At first, you might think that this is a regular high school-story, like something you can see on a crappy TV show at noon when you're home sick. It still feels very American, spirit-wise, but it's so much more exciting than just some high school drama with Oh-my-god-it's-prom-night and "Is that really what my hair looks like from the back?". Sure, there is a prom night involved, but it's not like that at all. Quentin is generally opposed to prom. The book shows that people are more than the typically American; you don't necessarily have to know everything about a person even though she's popular and you know all her stories. For example, Margo is very complex. As mentioned before, she's a legend. She got into a concert by posing as the bassist's girlfriend, got taught guitar by an old guy living in an old shitty house, broke into several amusement parks. But nobody really knows her. Even her closest friends doesn't. For some reason, she never lets anyone in. Quentin wants to know why she's such a mystery, and most importantly, who she really is.
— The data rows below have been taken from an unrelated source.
// SPDX-License-Identifier: MIT OR Apache-2.0

//! Differentiable boundary masks.
//!
//! Soft windows over position tensors, used to select a contiguous span
//! of tokens in a way that stays differentiable with respect to the
//! boundaries. The window is ~1 between the boundaries and ~0 outside,
//! sharpening as the temperature approaches zero.

use candle_core::Tensor;
use candle_nn::ops;

use crate::error::Result;

// ---------------------------------------------------------------------------
// Smooth window
// ---------------------------------------------------------------------------

/// Smooth boundary mask: `sigmoid((x - bx) / t) * sigmoid((by - x) / t)`.
///
/// Positions well inside `(boundary_x, boundary_y)` map to ~1, positions
/// far outside to ~0, with a smooth transition of width proportional to
/// `temperature` at each boundary. Exactly at a boundary (with the other
/// boundary far away) the mask is ~0.5.
///
/// # Shapes
/// - `input`: any shape, floating-point positions.
/// - returns: same shape as `input`.
///
/// # Errors
///
/// Returns [`InterpError::Model`](crate::InterpError::Model) if the
/// underlying tensor operations fail.
pub fn sigmoid_boundary(
    input: &Tensor,
    boundary_x: f64,
    boundary_y: f64,
    temperature: f64,
) -> Result<Tensor> {
    let left = ops::sigmoid(&((input - boundary_x)? / temperature)?)?;
    let right = ops::sigmoid(&(input.affine(-1.0, boundary_y)? / temperature)?)?;
    Ok((left * right)?)
}

// ---------------------------------------------------------------------------
// Piecewise harmonic window
// ---------------------------------------------------------------------------

/// Piecewise boundary mask using the harmonic mean of boundary distances.
///
/// At or below `boundary_x` this is the rising sigmoid
/// `sigmoid((x - bx) / t)`; at or above `boundary_y` the falling sigmoid
/// `sigmoid((by - x) / t)`. Strictly between the boundaries it is
/// `sigmoid(h / t)` where `h` is the harmonic mean of the distances to the
/// two boundaries, which keeps the interior response high even when one
/// boundary is close.
///
/// Positions exactly on a boundary fall in the sigmoid branches, where the
/// mask evaluates to 0.5. The interior reciprocals follow IEEE semantics,
/// so as a position approaches a boundary from inside, the harmonic term
/// tends to zero and the interior branch to 0.5, matching the boundary
/// value.
///
/// # Shapes
/// - `input`: any shape, floating-point positions.
/// - returns: same shape as `input`.
///
/// # Errors
///
/// Returns [`InterpError::Model`](crate::InterpError::Model) if the
/// underlying tensor operations fail.
pub fn harmonic_sigmoid_boundary(
    input: &Tensor,
    boundary_x: f64,
    boundary_y: f64,
    temperature: f64,
) -> Result<Tensor> {
    let dtype = input.dtype();

    // Region indicators: x <= bx, x >= by, bx < x < by.
    let in_left = input.le(boundary_x)?.to_dtype(dtype)?;
    let in_right = input.ge(boundary_y)?.to_dtype(dtype)?;
    let in_mid =
        (input.gt(boundary_x)?.to_dtype(dtype)? * input.lt(boundary_y)?.to_dtype(dtype)?)?;

    let left_sig = ops::sigmoid(&((input - boundary_x)? / temperature)?)?;
    let right_sig = ops::sigmoid(&(input.affine(-1.0, boundary_y)? / temperature)?)?;

    let inv_dx = (input - boundary_x)?.abs()?.recip()?;
    let inv_dy = (input - boundary_y)?.abs()?.recip()?;
    let harmonic = ((inv_dx + inv_dy)? * 0.5)?.recip()?;
    let mid_sig = ops::sigmoid(&(harmonic / temperature)?)?;

    let out = ((in_left * left_sig)? + (in_right * right_sig)?)?;
    Ok((out + (in_mid * mid_sig)?)?)
}

// ---------------------------------------------------------------------------
// Tests
// ---------------------------------------------------------------------------

#[cfg(test)]
#[allow(clippy::unwrap_used, clippy::expect_used)]
mod tests {
    use candle_core::Device;

    use super::*;

    fn positions(device: &Device) -> Tensor {
        Tensor::new(&[0.0f32, 2.0, 5.0, 8.0, 10.0], device).unwrap()
    }

    #[test]
    fn window_high_inside_low_outside() {
        let device = Device::Cpu;
        let input = positions(&device);

        let mask = sigmoid_boundary(&input, 2.0, 8.0, 0.1).unwrap();
        let vals: Vec<f32> = mask.to_vec1().unwrap();

        // Far outside, on a boundary, mid-window, on a boundary, far outside.
        assert!(vals[0] < 1e-4);
        assert!((vals[1] - 0.5).abs() < 1e-4);
        assert!(vals[2] > 0.9999);
        assert!((vals[3] - 0.5).abs() < 1e-4);
        assert!(vals[4] < 1e-4);
    }

    #[test]
    fn window_sharpens_with_temperature() {
        let device = Device::Cpu;
        let input = Tensor::new(&[1.5f32], &device).unwrap();

        let soft: Vec<f32> = sigmoid_boundary(&input, 2.0, 8.0, 2.0).unwrap().to_vec1().unwrap();
        let sharp: Vec<f32> = sigmoid_boundary(&input, 2.0, 8.0, 0.1).unwrap().to_vec1().unwrap();

        // Just outside the window: the sharp mask rejects harder.
        assert!(sharp[0] < soft[0]);
    }

    #[test]
    fn window_preserves_shape() {
        let device = Device::Cpu;
        let input = Tensor::zeros((2, 3, 4), candle_core::DType::F32, &device).unwrap();

        let mask = sigmoid_boundary(&input, -1.0, 1.0, 1.0).unwrap();
        assert_eq!(mask.dims(), &[2, 3, 4]);
    }

    #[test]
    fn harmonic_matches_sigmoid_branches_outside() {
        let device = Device::Cpu;
        let input = Tensor::new(&[1.0f32, 9.0], &device).unwrap();

        let mask = harmonic_sigmoid_boundary(&input, 2.0, 8.0, 0.5).unwrap();
        let vals: Vec<f32> = mask.to_vec1().unwrap();

        // Below bx: sigmoid((1 - 2) / 0.5) = sigmoid(-2).
        let expected_left = 1.0 / (1.0 + (2.0f32).exp());
        assert!((vals[0] - expected_left).abs() < 1e-5);
        // Above by: sigmoid((8 - 9) / 0.5) = sigmoid(-2).
        assert!((vals[1] - expected_left).abs() < 1e-5);
    }

    #[test]
    fn harmonic_high_mid_window() {
        let device = Device::Cpu;
        let input = Tensor::new(&[5.0f32], &device).unwrap();

        let mask = harmonic_sigmoid_boundary(&input, 2.0, 8.0, 0.1).unwrap();
        let vals: Vec<f32> = mask.to_vec1().unwrap();
        assert!(vals[0] > 0.9999);
    }

    #[test]
    fn harmonic_is_half_on_boundary() {
        let device = Device::Cpu;
        let input = Tensor::new(&[2.0f32, 8.0], &device).unwrap();

        let mask = harmonic_sigmoid_boundary(&input, 2.0, 8.0, 0.5).unwrap();
        let vals: Vec<f32> = mask.to_vec1().unwrap();
        assert!((vals[0] - 0.5).abs() < 1e-5);
        assert!((vals[1] - 0.5).abs() < 1e-5);
    }
}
From the end of chapter eight to the end of chapter ten (The Grass), John writes in present tense. The first time I read PT didn't notice the change of verb tense until I had read a part of it. I usually don't like things that are written in present tense, but this change is very beautifully made when you think something terrible is going to happen.


The book is sold with two different covers: a blue one and a yellow one, Sad Margo and Happy Margo. The book really is about Margo; even though the story is told by Quentin, the book is very Margo-centered. It's all about finding out the mystery of Margo; who she is, where she is.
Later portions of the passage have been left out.